Saturday, January 9, 2021

Disabling Legacy Authentication in Exchange Server 2019 with a DAG

If you have a DAG and you're using a frontend load balancer or DNS round robin, disabling legacy auth at the organization level will not work and will cause everything to go haywire. Be careful disabling legacy auth at the org level if you have a cluster. 


The article Disabling Legacy Authentication in Exchange Server 2019 walks you through disabling legacy authentication in your on premise exchange environment. Similar steps can be found on docs.microsoft.com.


It would appear that the steps are all well and good if you're only running only one on premise exchange server. If you're running a DAG cluster with multiple servers handling requests then things don't go as planned. If you disabled legacy authentication at the organization level it is my experience that authentication will only work if you're hitting the node in the cluster that contains the database that the user's mailbox resides on. If you hit the other node you'll get 401 authentication errors if you're watching the traffic in fiddler. You will also get some duplicate key exceptions in the event logs.  Existing outlook clients my flash the authentication dialog on the screen randomly, so quick you can't even really see it. If you try to create new profiles and you're hitting the wrong node then it won't work.


The issue seems to be that when requests are proxied between nodes then legacy authentication needs to be enabled. When you disable legacy auth at the org level it also disables legacy auth for the proxying connection. The solution is to enable legacy auth on the computer accounts of the exchange servers.

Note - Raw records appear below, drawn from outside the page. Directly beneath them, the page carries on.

//! Registry session configuration.

use std::time::Duration;

use serde::{Deserialize, Serialize};

use crate::{ExponentialBackoff, StoreError};

const fn default_base_sleep_ms() -> u64 {
    1000
}

const fn default_max_sleep_ms() -> u64 {
    3000
}

const fn default_max_retries() -> u32 {
    3
}

/// Configuration for a registry center session.
///
/// Values are passed through as given; `base_sleep_ms <= max_sleep_ms` is
/// expected but not enforced.
#[derive(Debug, Clone, PartialEq, Eq, Serialize, Deserialize)]
pub struct RegistryConfig {
    /// Comma separated `host:port` list, e.g. `host1:2181,host2:2181`.
    #[serde(default)]
    pub servers: String,

    /// Root path prefix applied to every path.
    #[serde(default)]
    pub namespace: String,

    /// Initial backoff between connection retries, in milliseconds.
    #[serde(default = "default_base_sleep_ms")]
    pub base_sleep_ms: u64,

    /// Upper bound for a single backoff, in milliseconds.
    #[serde(default = "default_max_sleep_ms")]
    pub max_sleep_ms: u64,

    /// Maximum number of connection retries.
    #[serde(default = "default_max_retries")]
    pub max_retries: u32,

    /// Session timeout in milliseconds. Zero keeps the driver default.
    #[serde(default)]
    pub session_timeout_ms: u64,

    /// Connection timeout in milliseconds. Zero keeps the driver default.
    #[serde(default)]
    pub connection_timeout_ms: u64,

    /// Digest credential (`user:password`). When set, every node is created
    /// with a creator-only ACL.
    #[serde(default)]
    pub digest: Option<String>,

    /// Extra fixed delay after all caches have stopped and before the
    /// session closes, in milliseconds.
    #[serde(default)]
    pub cache_close_grace_ms: u64,
}

impl Default for RegistryConfig {
    fn default() -> Self {
        Self {
            servers: String::new(),
            namespace: String::new(),
            base_sleep_ms: default_base_sleep_ms(),
            max_sleep_ms: default_max_sleep_ms(),
            max_retries: default_max_retries(),
            session_timeout_ms: 0,
            connection_timeout_ms: 0,
            digest: None,
            cache_close_grace_ms: 0,
        }
    }
}

impl RegistryConfig {
    /// Create a configuration with default retry and timeout settings.
    #[must_use]
    pub fn new(servers: impl Into<String>, namespace: impl Into<String>) -> Self {
        Self {
            servers: servers.into(),
            namespace: namespace.into(),
            ..Self::default()
        }
    }

    /// Set the retry bounds.
    #[must_use]
    pub const fn with_retry(
        mut self,
        base_sleep_ms: u64,
        max_sleep_ms: u64,
        max_retries: u32,
    ) -> Self {
        self.base_sleep_ms = base_sleep_ms;
        self.max_sleep_ms = max_sleep_ms;
        self.max_retries = max_retries;
        self
    }

    /// Set the session timeout.
    #[must_use]
    pub const fn with_session_timeout_ms(mut self, ms: u64) -> Self {
        self.session_timeout_ms = ms;
        self
    }

    /// Set the connection timeout.
    #[must_use]
    pub const fn with_connection_timeout_ms(mut self, ms: u64) -> Self {
        self.connection_timeout_ms = ms;
        self
    }

    /// Set the digest credential.
    #[must_use]
    pub fn with_digest(mut self, digest: impl Into<String>) -> Self {
        self.digest = Some(digest.into());
        self
    }

    /// Set the grace delay applied after caches stop.
    #[must_use]
    pub const fn with_cache_close_grace_ms(mut self, ms: u64) -> Self {
        self.cache_close_grace_ms = ms;
        self
    }

    /// Individual server addresses, trimmed, empty entries dropped.
    #[must_use]
    pub fn server_list(&self) -> Vec<String> {
        self.servers
            .split(',')
            .map(str::trim)
            .filter(|s| !s.is_empty())
            .map(ToString::to_string)
            .collect()
    }

    /// The connection retry policy.
    #[must_use]
    pub fn retry_policy(&self) -> ExponentialBackoff {
        ExponentialBackoff::new(
            Duration::from_millis(self.base_sleep_ms),
            self.max_retries,
            Duration::from_millis(self.max_sleep_ms),
        )
    }

    /// Session timeout override, if any.
    #[must_use]
    pub const fn session_timeout(&self) -> Option<Duration> {
        non_zero_millis(self.session_timeout_ms)
    }

    /// Connection timeout override, if any.
    #[must_use]
    pub const fn connection_timeout(&self) -> Option<Duration> {
        non_zero_millis(self.connection_timeout_ms)
    }

    /// How long `init` waits for the session to connect.
    #[must_use]
    pub const fn connect_wait(&self) -> Duration {
        Duration::from_millis(self.max_sleep_ms.saturating_mul(self.max_retries as u64))
    }

    /// Digest credential, ignoring an empty string.
    #[must_use]
    pub fn digest(&self) -> Option<&str> {
        self.digest.as_deref().filter(|d| !d.is_empty())
    }

    /// Check the configuration can be used to open a session.
    ///
    /// # Errors
    /// Returns error if the server list is empty.
    pub fn validate(&self) -> Result<(), StoreError> {
        if self.server_list().is_empty() {
            return Err(StoreError::BadArguments("server list is empty".to_string()));
        }
        Ok(())
    }
}

const fn non_zero_millis(ms: u64) -> Option<Duration> {
    if ms == 0 {
        None
    } else {
        Some(Duration::from_millis(ms))
    }
}

#[cfg(test)]
mod tests {
    use super::*;

    #[test]
    fn test_defaults() {
        let config = RegistryConfig::new("localhost:2181", "app");
        assert_eq!(config.base_sleep_ms, 1000);
        assert_eq!(config.max_sleep_ms, 3000);
        assert_eq!(config.max_retries, 3);
        assert_eq!(config.session_timeout(), None);
        assert_eq!(config.connection_timeout(), None);
        assert_eq!(config.connect_wait(), Duration::from_millis(9000));
        assert!(config.digest().is_none());
    }

    #[test]
    fn test_server_list() {
        let config = RegistryConfig::new(" host1:2181, host2:2181,,", "");
        assert_eq!(config.server_list(), vec!["host1:2181", "host2:2181"]);
        assert!(config.validate().is_ok());

        let empty = RegistryConfig::new(" , ", "");
        assert!(matches!(empty.validate(), Err(StoreError::BadArguments(_))));
    }

    #[test]
    fn test_deserialize_with_defaults() {
        let config: RegistryConfig =
            serde_json::from_str(r#"{"servers": "zk:2181", "namespace": "jobs", "max_retries": 5}"#)
                .unwrap();
        assert_eq!(config.servers, "zk:2181");
        assert_eq!(config.max_retries, 5);
        assert_eq!(config.base_sleep_ms, 1000);
        assert_eq!(config.cache_close_grace_ms, 0);
    }

    #[test]
    fn test_timeouts_and_digest() {
        let config = RegistryConfig::new("zk:2181", "")
            .with_session_timeout_ms(60_000)
            .with_connection_timeout_ms(15_000)
            .with_digest("");
        assert_eq!(config.session_timeout(), Some(Duration::from_secs(60)));
        assert_eq!(config.connection_timeout(), Some(Duration::from_secs(15)));
        assert!(config.digest().is_none());
    }
}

The way I did this was I created a authentication policy called "Allow Legacy Auth" which is the exact opposite of "Block Legacy Auth" in the articles above.

New-AuthenticationPolicy -Name "Allow Legacy Auth"

I then manually set msExchAuthPolicyLink on the exchange server computer objects in AD to use this new "Allow Legacy Auth" authentication policy. The way I did this was I set the authentication policy on a test user to the new "Allow Legacy Auth" policy and then I copied the value of the msExchAuthPolicyLink attribute from that user; pasting the value into the msExchAuthPolicyLink attribute on the exchange server computer object. It should look something like this:

CN=Allow Legacy Auth,CN=Auth Policies,CN=DOMAINNAME,CN=Microsoft Exchange,CN=Services,CN=Configuration,DC=DOMAINNAME,DC=com

You can do this with ADSIEDIT or AD users and computers snap in. Be sure to restart IIS on all your nodes after doing this.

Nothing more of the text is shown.